Em 2017, três pesquisadoras da Universidade Federal do Rio de Janeiro (UFRJ) se uniram para alavancar o estudo de meteoritos no Brasil. Maria Elizabeth Zucolotto (astrônoma, professora e curadora da coleção de meteoritos do Museu Nacional/UFRJ), Amanda Araújo Tosi (geóloga e técnica de laboratório do Instituto de Geologia da UFRJ) e Diana Paula de Pinho Andrade (astrônoma, professora e vice-diretora do Observatório do Valongo da UFRJ) criaram o grupo As Meteoríticas. A partir do tripé ensino, pesquisa e caça, elas são responsáveis por mais de 70% dos meteoritos oficializados no Brasil nos últimos quinze anos e contam com colaboradoras que auxiliam nas frentes de trabalho.
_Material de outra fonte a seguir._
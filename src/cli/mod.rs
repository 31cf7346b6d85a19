use clap::{Parser, Subcommand};
use std::path::PathBuf;

use crate::{
    catalog, config, controller::Controller, favorites::FavoritesStore, http::server::HttpServer,
    render,
};

#[derive(Parser)]
#[command(name = "trackgrid")]
#[command(author = "Sasha Pak")]
#[command(version = "0.1")]
#[command(about = "Music search and preview widget")]
pub struct Cli {
    /// Path to the config TOML file
    #[arg(short, long, default_value = "config.toml")]
    pub config: PathBuf,

    #[command(subcommand)]
    pub command: Commands,
}

#[derive(Subcommand)]
pub enum Commands {
    /// Run the http server hosting the widget
    Serve,
    /// One-shot catalog search printed to stdout
    Search {
        query: String,
        /// Max results to fetch
        #[arg(short, long)]
        limit: Option<u32>,
    },
    /// List favorite track ids
    Favorites,
}

/// Entrypoint for CLI
pub fn run() {
    env_logger::init();

    let cli = Cli::parse();

    let cfg = config::Config::load(cli.config.to_str().unwrap()).unwrap();

    match &cli.command {
        Commands::Serve {} => {
            println!("Starting HTTP server...");

            let catalog =
                catalog::from_config(&cfg.catalog).expect("Failed to initialize catalog client");
            let favorites = FavoritesStore::load(&cfg.favorites.path);
            let controller = Controller::new(catalog, favorites, cfg.catalog.default_limit);

            let http_server = HttpServer::new(controller, cfg.http);

            println!(
                "Widget running at http://{}:{}",
                http_server.config.bind_addr, http_server.config.port
            );
            http_server.run();
        }

        Commands::Search { query, limit } => {
            let query = query.trim();
            if query.is_empty() {
                println!("{}", render::PROMPT_EMPTY_QUERY);
                return;
            }

            let catalog =
                catalog::from_config(&cfg.catalog).expect("Failed to initialize catalog client");
            let favorites = FavoritesStore::load(&cfg.favorites.path);

            let limit = effective_limit(*limit, cfg.catalog.default_limit);

            match catalog.search(query, limit) {
                Ok(tracks) => {
                    if tracks.is_empty() {
                        println!("{}", render::STATUS_NO_RESULTS);
                    }

                    for track in tracks {
                        let marker = if favorites.is_favorite(track.id) {
                            "★"
                        } else {
                            " "
                        };

                        println!("{} {}", marker, track.title);
                        println!("    {} • {}", track.artist, track.album);
                        println!("    preview: {}", track.preview_url);
                    }
                }

                Err(e) => {
                    log::error!("search {query:?} failed: {e}");
                    println!("{}", render::STATUS_FETCH_ERROR);
                }
            }
        }

        Commands::Favorites {} => {
            let favorites = FavoritesStore::load(&cfg.favorites.path);

            if favorites.ids().is_empty() {
                println!("No favorites saved yet");
            }

            for id in favorites.ids() {
                println!("  - {}", id);
            }
        }
    }
}

/// A zero or absent --limit falls back to the configured default,
/// same as the search endpoint.
fn effective_limit(flag: Option<u32>, default: u32) -> u32 {
    flag.filter(|&limit| limit > 0).unwrap_or(default)
}
use crate::cli::run;

pub mod catalog;
pub mod cli;
mod config;
pub mod controller;
pub mod domain;
pub mod favorites;
pub mod http;
pub mod playback;
pub mod render;

fn main() {
    run();
}
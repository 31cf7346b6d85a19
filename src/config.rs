use anyhow::Context;
use serde::Deserialize;
use std::{path::PathBuf, time::Duration};

/// Environment variable consulted when `[catalog] api_key` is absent.
pub const API_KEY_ENV: &str = "RAPIDAPI_KEY";

#[derive(Debug, Deserialize)]
pub struct Config {
    pub version: u32,
    pub catalog: CatalogConfig,
    #[serde(default)]
    pub favorites: FavoritesConfig,
    pub http: HttpConfig,
}

impl Config {
    pub fn load(path: &str) -> anyhow::Result<Config> {
        let contents = std::fs::read_to_string(path)
            .with_context(|| format!("Failed to read config file {path}"))?;
        toml::from_str(&contents).with_context(|| "Failed to parse config TOML")
    }
}

#[derive(Debug, Deserialize, Clone)]
pub struct HttpConfig {
    pub bind_addr: String,
    pub port: u16,
}

/// Which transport the catalog client talks through.
#[derive(Debug, Deserialize, Clone, Copy, PartialEq, Eq)]
#[serde(rename_all = "lowercase")]
pub enum Strategy {
    /// Authenticated RapidAPI host, needs an API key.
    Rapidapi,
    /// Public relay wrapping the open Deezer endpoint, no key.
    Relay,
}

#[derive(Debug, Deserialize)]
pub struct CatalogConfig {
    pub strategy: Strategy,
    /// Only meaningful for the rapidapi strategy. Never hardcode this;
    /// the `RAPIDAPI_KEY` environment variable works as a fallback.
    pub api_key: Option<String>,
    #[serde(default = "default_limit")]
    pub default_limit: u32,
    #[serde(default = "default_timeout_secs")]
    pub timeout_secs: u64,
}

impl CatalogConfig {
    /// Explicit config value wins over the environment.
    pub fn resolved_api_key(&self) -> Option<String> {
        resolve_api_key(self.api_key.clone(), std::env::var(API_KEY_ENV).ok())
    }

    pub fn timeout(&self) -> Duration {
        Duration::from_secs(self.timeout_secs)
    }
}

fn resolve_api_key(explicit: Option<String>, from_env: Option<String>) -> Option<String> {
    explicit.or(from_env)
}

fn default_limit() -> u32 {
    20
}

fn default_timeout_secs() -> u64 {
    10
}

#[derive(Debug, Deserialize)]
pub struct FavoritesConfig {
    pub path: PathBuf,
}

impl Default for FavoritesConfig {
    fn default() -> Self {
        Self {
            path: PathBuf::from("favorites.json"),
        }
    }
}
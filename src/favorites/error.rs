use thiserror::Error;

#[derive(Debug, Error)]
pub enum StoreError {
    #[error("favorites file error: {0}")]
    Io(#[from] std::io::Error),

    #[error("favorites serialization error: {0}")]
    Serialize(#[from] serde_json::Error),
}
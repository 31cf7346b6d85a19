use std::sync::Arc;

use log::error;

use crate::{
    catalog::{Catalog, error::CatalogError},
    domain::track::{Track, TrackId},
    favorites::{FavoritesStore, error::StoreError},
    playback::PlaybackCoordinator,
    render::{self, RenderedResults},
};

/// Wires user actions to the catalog client, the favorites store and
/// the playback coordinator. All widget state lives here; the http
/// layer is a thin transport on top.
pub struct Controller {
    catalog: Arc<dyn Catalog>,
    favorites: FavoritesStore,
    playback: PlaybackCoordinator,
    default_limit: u32,
}

/// A validated search ready to run. Carries its own catalog handle so
/// the upstream request can proceed while the controller itself is
/// free to serve favorites and playback calls.
pub struct SearchPlan {
    catalog: Arc<dyn Catalog>,
    query: String,
    limit: u32,
}

impl SearchPlan {
    pub fn query(&self) -> &str {
        &self.query
    }

    pub fn run(&self) -> Result<Vec<Track>, CatalogError> {
        self.catalog.search(&self.query, self.limit)
    }
}

impl Controller {
    pub fn new(catalog: Arc<dyn Catalog>, favorites: FavoritesStore, default_limit: u32) -> Self {
        Self {
            catalog,
            favorites,
            playback: PlaybackCoordinator::new(),
            default_limit,
        }
    }

    /// Validates a submission. Empty queries plan nothing; otherwise
    /// the plan carries the trimmed query and the resolved limit.
    pub fn plan_search(&self, raw_query: &str, raw_limit: Option<&str>) -> Option<SearchPlan> {
        let query = raw_query.trim();
        if query.is_empty() {
            // No catalog call for empty submissions
            return None;
        }

        Some(SearchPlan {
            catalog: Arc::clone(&self.catalog),
            query: query.to_string(),
            limit: parse_limit(raw_limit, self.default_limit),
        })
    }

    /// Turns a finished upstream call into a renderable outcome. An
    /// upstream failure becomes a status line, never an error for the
    /// transport layer.
    pub fn render_search(
        &self,
        query: &str,
        result: Result<Vec<Track>, CatalogError>,
    ) -> RenderedResults {
        match result {
            Ok(tracks) => render::render_tracks(&tracks, |id| self.favorites.is_favorite(id)),

            Err(e) => {
                error!("search {query:?} failed: {e}");
                RenderedResults::status_only(render::STATUS_FETCH_ERROR)
            }
        }
    }

    /// Search submission as one call, for callers that do not share
    /// the controller behind a lock.
    pub fn handle_search(&self, raw_query: &str, raw_limit: Option<&str>) -> RenderedResults {
        match self.plan_search(raw_query, raw_limit) {
            Some(plan) => self.render_search(plan.query(), plan.run()),

            None => RenderedResults::status_only(render::PROMPT_EMPTY_QUERY),
        }
    }

    pub fn toggle_favorite(&mut self, id: TrackId) -> Result<bool, StoreError> {
        self.favorites.toggle(id)
    }

    pub fn is_favorite(&self, id: TrackId) -> bool {
        self.favorites.is_favorite(id)
    }

    pub fn favorite_ids(&self) -> &[TrackId] {
        self.favorites.ids()
    }

    pub fn playback_started(&mut self, handle: &str) -> Option<String> {
        self.playback.register_play_start(handle)
    }

    pub fn playback_ended(&mut self, handle: &str) {
        self.playback.register_ended(handle);
    }
}

/// Absent, non-numeric or zero limits fall back to the configured default.
fn parse_limit(raw: Option<&str>, default: u32) -> u32 {
    raw.and_then(|s| s.trim().parse::<u32>().ok())
        .filter(|&limit| limit > 0)
        .unwrap_or(default)
}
Beth, Amanda e Diana lutam pelo reconhecimento da importância do estudo de meteoritos para a ciência e pela criação de políticas públicas no campo.
Beth Zucolotto caça e estuda meteoritos há mais de quarenta anos e, em 2017, convidou Amanda e Diana para irem a campo juntas no sertão da Bahia. “A Beth nos disse que, se queríamos mesmo ir a campo, aquele era o momento. O terreno era muito bom para procurar meteoritos porque não tem mato, é árido”, relembra Amanda. As duas pesquisadoras, que já sonhavam com a experiência, aceitaram o convite e, após quinze dias de viagem, o grupo As Meteoríticas surgiu. Beth, Amanda e Diana relatam que caçar meteoritos é como uma “corrida maluca” no mundo todo. A logística requer agilidade: assim que um meteorito cai na Terra, ele chama a atenção de caçadores com interesse comercial. Por isso, as pesquisadoras precisam ser rápidas para irem até o local e conseguirem uma amostra para estudar.
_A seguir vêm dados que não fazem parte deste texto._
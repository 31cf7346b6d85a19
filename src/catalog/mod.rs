pub mod deezer;
pub mod error;
pub mod rapidapi;
pub mod relay;

use std::{sync::Arc, time::Duration};

use anyhow::Context;
use reqwest::blocking::Client;

use crate::{
    config::{API_KEY_ENV, CatalogConfig, Strategy},
    domain::track::Track,
};

use self::{error::CatalogError, rapidapi::RapidApiCatalog, relay::RelayCatalog};

/// A searchable music catalog. Implementations own their transport;
/// the controller only sees normalized tracks. Shared as
/// `Arc<dyn Catalog>` across server threads, with requests possibly
/// in flight concurrently.
pub trait Catalog: Send + Sync {
    /// `query` is already trimmed and non-empty; at most `limit`
    /// tracks come back.
    fn search(&self, query: &str, limit: u32) -> Result<Vec<Track>, CatalogError>;
}

const CONNECT_TIMEOUT: Duration = Duration::from_secs(10);

pub(crate) fn build_client(timeout: Duration) -> Result<Client, CatalogError> {
    Ok(Client::builder()
        .timeout(timeout)
        .connect_timeout(CONNECT_TIMEOUT)
        .build()?)
}

/// Builds the one strategy the config selects. There is no runtime
/// failover between strategies.
pub fn from_config(cfg: &CatalogConfig) -> anyhow::Result<Arc<dyn Catalog>> {
    match cfg.strategy {
        Strategy::Rapidapi => {
            let api_key = cfg.resolved_api_key().with_context(|| {
                format!("rapidapi strategy needs an api key (config `api_key` or ${API_KEY_ENV})")
            })?;

            Ok(Arc::new(RapidApiCatalog::new(api_key, cfg.timeout())?))
        }

        Strategy::Relay => Ok(Arc::new(RelayCatalog::new(cfg.timeout())?)),
    }
}
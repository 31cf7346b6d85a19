use std::time::Duration;

use reqwest::blocking::Client;

use crate::{
    catalog::{Catalog, build_client, deezer, error::CatalogError},
    domain::track::Track,
};

/// Deezer mirror hosted on RapidAPI; same wire format as the public
/// endpoint but authenticated per request.
pub const RAPIDAPI_SEARCH_URL: &str = "https://deezerdevs-deezer.p.rapidapi.com/search";
pub const RAPIDAPI_HOST: &str = "deezerdevs-deezer.p.rapidapi.com";

const KEY_HEADER: &str = "X-RapidAPI-Key";
const HOST_HEADER: &str = "X-RapidAPI-Host";

pub struct RapidApiCatalog {
    http: Client,
    api_key: String,
}

impl RapidApiCatalog {
    pub fn new(api_key: String, timeout: Duration) -> Result<Self, CatalogError> {
        Ok(Self {
            http: build_client(timeout)?,
            api_key,
        })
    }
}

impl Catalog for RapidApiCatalog {
    fn search(&self, query: &str, limit: u32) -> Result<Vec<Track>, CatalogError> {
        let url = deezer::search_url(RAPIDAPI_SEARCH_URL, query, limit)?;

        let response = self
            .http
            .get(url)
            .header(KEY_HEADER, self.api_key.as_str())
            .header(HOST_HEADER, RAPIDAPI_HOST)
            .send()?;

        if !response.status().is_success() {
            return Err(CatalogError::Status(response.status().as_u16()));
        }

        deezer::parse_search_body(&response.text()?, limit)
    }
}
“A luta é em fazer com que as pessoas saibam o que é um meteorito, consigam identificá-lo e entendam como é importante para a ciência ter um pedacinho dele para fazer análises”, explica Diana. As pesquisadoras contam ainda que pessoas que encontram meteoritos geralmente têm medo de mostrar os fragmentos para elas, pois existe um imaginário de que o grupo irá pegá-los e que quem os encontrou irá perder a chance de vendê-los. “Tem toda essa problemática comercial que faz cada vez mais a gente querer buscar recursos para ampliar essa divulgação para a população”, conta a professora.
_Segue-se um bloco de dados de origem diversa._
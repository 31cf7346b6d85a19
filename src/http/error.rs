use rouille::Response;

use crate::favorites::error::StoreError;

#[derive(Debug)]
pub enum ApiError {
    BadRequest(String),
    Internal(String),
}

impl From<StoreError> for ApiError {
    fn from(err: StoreError) -> Self {
        match err {
            StoreError::Io(_) | StoreError::Serialize(_) => {
                ApiError::Internal("could not persist favorites".into())
            }
        }
    }
}

impl ApiError {
    pub fn into_response(self) -> Response {
        match self {
            ApiError::BadRequest(msg) =>
                Response::text(msg).with_status_code(400),

            ApiError::Internal(msg) =>
                Response::text(msg).with_status_code(500),
        }
    }
}
impl HttpServer {
    pub fn new(controller: Controller, config: HttpConfig) -> Self {
        Self {
            controller: Arc::new(Mutex::new(controller)),
            config,
        }
    }

    pub fn run(self) {
        let addr = format!("{}:{}", self.config.bind_addr, self.config.port);
        rouille::start_server(addr, move |request| self.handle_request(request));
    }

    fn handle_request(&self, request: &Request) -> Response {
        Self::log_request(request);

        let response = rouille::router!(request,
            (GET) (/) => {
                Self::handle_widget_page()
            },

            (GET) (/api/search) => {
                self.handle_search(request)
            },

            (POST) (/api/favorites/toggle) => {
                self.handle_toggle_favorite(request)
            },

            (GET) (/api/favorites) => {
                self.handle_list_favorites()
            },

            (POST) (/api/playback/started) => {
                self.handle_playback_started(request)
            },

            (POST) (/api/playback/ended) => {
                self.handle_playback_ended(request)
            },

            _ => Response::empty_404()
        );

        info!("Response: {} {}", request.method(), response.status_code);
        response
    }

    fn log_request(request: &Request) {
        info!("{} {}", request.method(), request.url());
    }

    fn handle_widget_page() -> Response {
        let template = include_str!("../../html/app.html");
        Response::html(template.replace("{{STATUS}}", render::STATUS_READY))
    }

    /// Always answers 200; a failed search is carried in `status`,
    /// never as a transport error.
    fn handle_search(&self, request: &Request) -> Response {
        let query = request.get_param("q").unwrap_or_default();
        let limit = request.get_param("limit");

        // The upstream request runs with the lock released; favorites
        // and playback calls must not queue behind a slow search.
        let plan = {
            let controller = self.controller.lock().unwrap();
            controller.plan_search(&query, limit.as_deref())
        };

        let outcome = match plan {
            Some(plan) => {
                let result = plan.run();

                let controller = self.controller.lock().unwrap();
                controller.render_search(plan.query(), result)
            }

            None => RenderedResults::status_only(render::PROMPT_EMPTY_QUERY),
        };

        Response::json(&SearchResponse::from_outcome(outcome))
    }

    fn handle_toggle_favorite(&self, request: &Request) -> Response {
        let body: ToggleRequest = match rouille::input::json_input(request) {
            Ok(body) => body,
            Err(_) => return ApiError::BadRequest("invalid toggle body".into()).into_response(),
        };

        let result = {
            let mut controller = self.controller.lock().unwrap();
            controller.toggle_favorite(TrackId(body.id))
        };

        match result {
            Ok(favorite) => Response::json(&ToggleResponse {
                id: body.id,
                favorite,
                label: render::favorite_label(favorite).to_string(),
            }),

            Err(e) => {
                log::error!("favorite toggle for {} failed: {e}", body.id);
                ApiError::from(e).into_response()
            }
        }
    }

    fn handle_list_favorites(&self) -> Response {
        let ids: Vec<TrackId> = {
            let controller = self.controller.lock().unwrap();
            controller.favorite_ids().to_vec()
        };

        Response::json(&FavoritesResponse { ids })
    }

    fn handle_playback_started(&self, request: &Request) -> Response {
        let body: PlaybackRequest = match rouille::input::json_input(request) {
            Ok(body) => body,
            Err(_) => return ApiError::BadRequest("invalid playback body".into()).into_response(),
        };

        let stop = {
            let mut controller = self.controller.lock().unwrap();
            controller.playback_started(&body.handle)
        };

        Response::json(&PlaybackResponse { stop })
    }

    fn handle_playback_ended(&self, request: &Request) -> Response {
        let body: PlaybackRequest = match rouille::input::json_input(request) {
            Ok(body) => body,
            Err(_) => return ApiError::BadRequest("invalid playback body".into()).into_response(),
        };

        {
            let mut controller = self.controller.lock().unwrap();
            controller.playback_ended(&body.handle);
        }

        Response::empty_204()
    }
}

#[derive(Serialize, Deserialize)]
struct SearchResponse {
    status: String,
    html: String,
    count: usize,
}

impl SearchResponse {
    fn from_outcome(outcome: RenderedResults) -> Self {
        Self {
            status: outcome.status,
            html: outcome.html,
            count: outcome.count,
        }
    }
}

#[derive(Serialize, Deserialize)]
struct ToggleRequest {
    id: i64,
}

#[derive(Serialize, Deserialize)]
struct ToggleResponse {
    id: i64,
    favorite: bool,
    label: String,
}

#[derive(Serialize, Deserialize)]
struct FavoritesResponse {
    ids: Vec<TrackId>,
}

#[derive(Serialize, Deserialize)]
struct PlaybackRequest {
    handle: String,
}

#[derive(Serialize, Deserialize)]
struct PlaybackResponse {
    stop: Option<String>,
}

#[cfg(test)]
pub fn parse_json_response<T: serde::de::DeserializeOwned>(
    response: rouille::Response,
) -> anyhow::Result<T> {
    Ok(serde_json::from_reader(
        response.data.into_reader_and_size().0,
    )?)
}
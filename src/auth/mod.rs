//! Authentication: the session gate and the hosted identity provider
//!
//! The gate only reads session snapshots. Everything that changes the session
//! (sign-in, refresh, removal) belongs to the identity provider.

mod oauth;
mod session;

pub use oauth::{profile_from_id_token, HostedIdentity, StoredSession, TokenResponse};
pub use session::{
    sign_out, AuthSession, BrowserNavigator, ErrorInfo, GateView, IdentityProvider, Navigator,
    SessionGate, User, UserProfile,
};
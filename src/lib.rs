//! topiccut: terminal client for the TopicCut summarization service
//!
//! This library provides:
//! - Input collection and validation for pasted text and transcript files
//! - The submission pipeline (upload, then summarize) over HTTP
//! - Style-aware rendering of summaries with per-block copy
//! - Hosted sign-in with a session gate in front of the workbench
//! - A persisted dark/light display preference

pub mod api;
pub mod app;
pub mod auth;
pub mod clipboard;
pub mod config;
pub mod core;
pub mod services;
pub mod storage;
pub mod transport;

pub use app::Workbench;
pub use config::Config;
pub use services::SubmissionService;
A importância dos meteoritos para a ciência
Os meteoritos ‒ fragmentos de corpos extraterrestres que sobrevivem à passagem pela atmosfera ‒ são importantes para estudar o sistema solar e responder a questionamentos científicos sobre o universo e o surgimento da vida na Terra. Existem três tipos básicos de meteoritos: rochosos, metálicos e mistos, que dão origem a 44 subtipos. Alguns desses fragmentos são como fósseis, que guardam informações físico-químicas do momento em que o sistema solar estava sendo formado, há 4,56 bilhões de anos. Dentro desse tipo, existem meteoritos que guardam todas as unidades básicas do DNA e RNA, como adenina e citosina, e que podem ter sido os responsáveis por trazerem os ingredientes necessários para o desenvolvimento da vida na Terra.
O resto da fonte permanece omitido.